Given entries —
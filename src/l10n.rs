//! Translation catalogs and positional substitution.
//!
//! Keys are the English source strings, so a missing translation degrades to
//! readable English rather than to a key name.
use anyhow::{Context, Result};
use regex::{Captures, Regex};
use serde::Deserialize;
use std::collections::BTreeMap;
use std::path::Path;
use std::sync::OnceLock;

const EN_JSON: &str = include_str!("../l10n/en.json");
const DE_JSON: &str = include_str!("../l10n/de.json");

#[derive(Debug, Clone, Copy, Default, PartialEq, Eq, Deserialize)]
#[serde(rename_all = "snake_case")]
pub enum PluralRule {
    /// Form 0 for exactly one, form 1 otherwise.
    #[default]
    OneOther,
    /// Languages without grammatical number.
    Invariant,
}

impl PluralRule {
    fn form(self, count: u64) -> usize {
        match self {
            PluralRule::OneOther if count == 1 => 0,
            PluralRule::OneOther => 1,
            PluralRule::Invariant => 0,
        }
    }
}

/// One language's translations.
#[derive(Debug, Clone, Deserialize)]
pub struct Catalog {
    pub language: String,
    #[serde(default)]
    pub plural_rule: PluralRule,
    #[serde(default)]
    translations: BTreeMap<String, String>,
    #[serde(default)]
    plurals: BTreeMap<String, Vec<String>>,
}

impl Catalog {
    /// Catalog with no translations: every lookup yields the source string.
    pub fn source(language: &str) -> Self {
        Self {
            language: language.to_string(),
            plural_rule: PluralRule::OneOther,
            translations: BTreeMap::new(),
            plurals: BTreeMap::new(),
        }
    }

    pub fn from_json(text: &str) -> Result<Self> {
        serde_json::from_str(text).context("parse translation catalog")
    }

    pub fn load(path: &Path) -> Result<Self> {
        let text = std::fs::read_to_string(path)
            .with_context(|| format!("read catalog {}", path.display()))?;
        Self::from_json(&text).with_context(|| format!("load catalog {}", path.display()))
    }

    /// Catalog shipped with the binary, if there is one for `language`.
    pub fn builtin(language: &str) -> Result<Option<Self>> {
        let text = match language {
            "en" => EN_JSON,
            "de" => DE_JSON,
            _ => return Ok(None),
        };
        Self::from_json(text).map(Some)
    }

    /// Resolve `language` from the built-in catalog (or untranslated source
    /// strings), with entries from `<l10n_dir>/<language>.json` layered on top.
    ///
    /// The override file only needs the keys it changes. Its plural rule is
    /// used only when there is no built-in catalog for the language.
    pub fn for_language(language: &str, l10n_dir: Option<&Path>) -> Result<Self> {
        let builtin = Self::builtin(language)?;
        let overlay = match l10n_dir.map(|dir| dir.join(format!("{language}.json"))) {
            Some(path) if path.is_file() => Some(Self::load(&path)?),
            _ => None,
        };
        Ok(match (builtin, overlay) {
            (Some(base), Some(overlay)) => base.overlaid_with(overlay),
            (None, Some(overlay)) => overlay,
            (Some(base), None) => base,
            (None, None) => Self::source(language),
        })
    }

    fn overlaid_with(mut self, overlay: Catalog) -> Self {
        self.translations.extend(overlay.translations);
        self.plurals.extend(overlay.plurals);
        self
    }

    /// Translate `key` and substitute `args`.
    pub fn t(&self, key: &str, args: &[&str]) -> String {
        let template = match self.translations.get(key) {
            Some(found) => found.as_str(),
            None => {
                tracing::trace!(language = %self.language, key, "untranslated");
                key
            }
        };
        substitute(template, args, None)
    }

    /// Plural-aware translation; `%n` is replaced by `count`.
    pub fn n(&self, singular: &str, plural: &str, count: u64, args: &[&str]) -> String {
        let form = self.plural_rule.form(count);
        let translated = self
            .plurals
            .get(singular)
            .and_then(|forms| forms.get(form).or_else(|| forms.last()));
        let template = match translated {
            Some(found) => found.as_str(),
            None if count == 1 => singular,
            None => plural,
        };
        substitute(template, args, Some(count))
    }
}

fn placeholder_regex() -> &'static Regex {
    static RE: OnceLock<Regex> = OnceLock::new();
    RE.get_or_init(|| {
        Regex::new(r"%(?:(\d+)\$)?([sdn%])").expect("regex for placeholders")
    })
}

/// printf-style substitution: `%s`, `%d`, `%N$s`, `%%`, and `%n` when a
/// count is given. Missing arguments become empty strings.
pub fn substitute(template: &str, args: &[&str], count: Option<u64>) -> String {
    let mut next = 0usize;
    placeholder_regex()
        .replace_all(template, |caps: &Captures<'_>| {
            let kind = caps.get(2).map(|m| m.as_str()).unwrap_or_default();
            match kind {
                "%" => "%".to_string(),
                "n" => match count {
                    Some(count) => count.to_string(),
                    None => caps[0].to_string(),
                },
                _ => {
                    let position = caps.get(1).and_then(|m| m.as_str().parse::<usize>().ok());
                    let index = match position {
                        Some(position) => position.saturating_sub(1),
                        None => {
                            let current = next;
                            next += 1;
                            current
                        }
                    };
                    args.get(index).map(|arg| arg.to_string()).unwrap_or_default()
                }
            }
        })
        .into_owned()
}
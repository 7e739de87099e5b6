use super::{ParameterRenderer, RenderFlags};
use crate::classify::ParameterType;
use crate::markup::{anchor, avatar, escape_html, strong, LinkTarget, Markup};
use crate::path;

const CLASS_FILENAME: &str = "filename";
const CLASS_FILENAME_TOOLTIP: &str = "filename tooltip";

impl ParameterRenderer {
    pub(super) fn plain_param(&self, value: &str, flags: RenderFlags) -> String {
        if flags.highlight {
            strong(&Markup::text(value)).into_string()
        } else {
            value.to_string()
        }
    }

    pub(super) fn file_param(&self, value: &str, flags: RenderFlags) -> String {
        let desc = path::resolve(value, self.lookup.as_ref());
        // Top-level entries have no folder to show in a tooltip.
        let tooltip = flags.strip_path && !desc.containing_dir.is_empty();
        let display = if flags.strip_path {
            desc.basename.as_str()
        } else {
            desc.normalized.as_str()
        };

        if !flags.highlight {
            return escape_html(display);
        }

        let base = self.config.files_link_base();
        let target = if desc.is_directory {
            let dir = format!("/{}", desc.normalized);
            LinkTarget::new(&base, &[("dir", dir.as_str())])
        } else {
            let dir = format!("/{}", desc.containing_dir);
            LinkTarget::new(
                &base,
                &[("dir", dir.as_str()), ("scrollto", desc.basename.as_str())],
            )
        };

        let body = Markup::text(display);
        if tooltip {
            let title = Markup::text(&self.catalog.t("in %s", &[desc.containing_dir.as_str()]));
            anchor(&target, CLASS_FILENAME_TOOLTIP, Some(&title), &body).into_string()
        } else {
            anchor(&target, CLASS_FILENAME, None, &body).into_string()
        }
    }

    pub(super) fn user_param(&self, value: &str, flags: RenderFlags) -> String {
        if value.is_empty() {
            let placeholder = Markup::trusted(format!(
                "\"{}\"",
                escape_html(&self.catalog.t("remote user", &[]))
            ));
            return if flags.highlight {
                strong(&placeholder).into_string()
            } else {
                placeholder.into_string()
            };
        }

        let display = Markup::text(self.config.display_name(value));
        if !flags.highlight {
            return display.into_string();
        }
        let mut out = if self.config.enable_avatars {
            avatar(value)
        } else {
            Markup::default()
        };
        out.push(&strong(&display));
        out.into_string()
    }

    /// Unescaped text of a parameter, for tooltips listing hidden items.
    pub(super) fn plain_text(&self, value: &str, kind: ParameterType) -> String {
        match kind {
            ParameterType::File => path::normalize(value).to_string(),
            ParameterType::Username if value.is_empty() => {
                format!("\"{}\"", self.catalog.t("remote user", &[]))
            }
            ParameterType::Username => self.config.display_name(value).to_string(),
            ParameterType::Unclassified => value.to_string(),
        }
    }
}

What the exercise asks — Every line holding the string "PluralRule" should be copied here, so please find those lines in the data.

Your response —
pub enum PluralRule {
impl PluralRule {
            PluralRule::OneOther if count == 1 => 0,
            PluralRule::OneOther => 1,
            PluralRule::Invariant => 0,
    pub plural_rule: PluralRule,
            plural_rule: PluralRule::OneOther,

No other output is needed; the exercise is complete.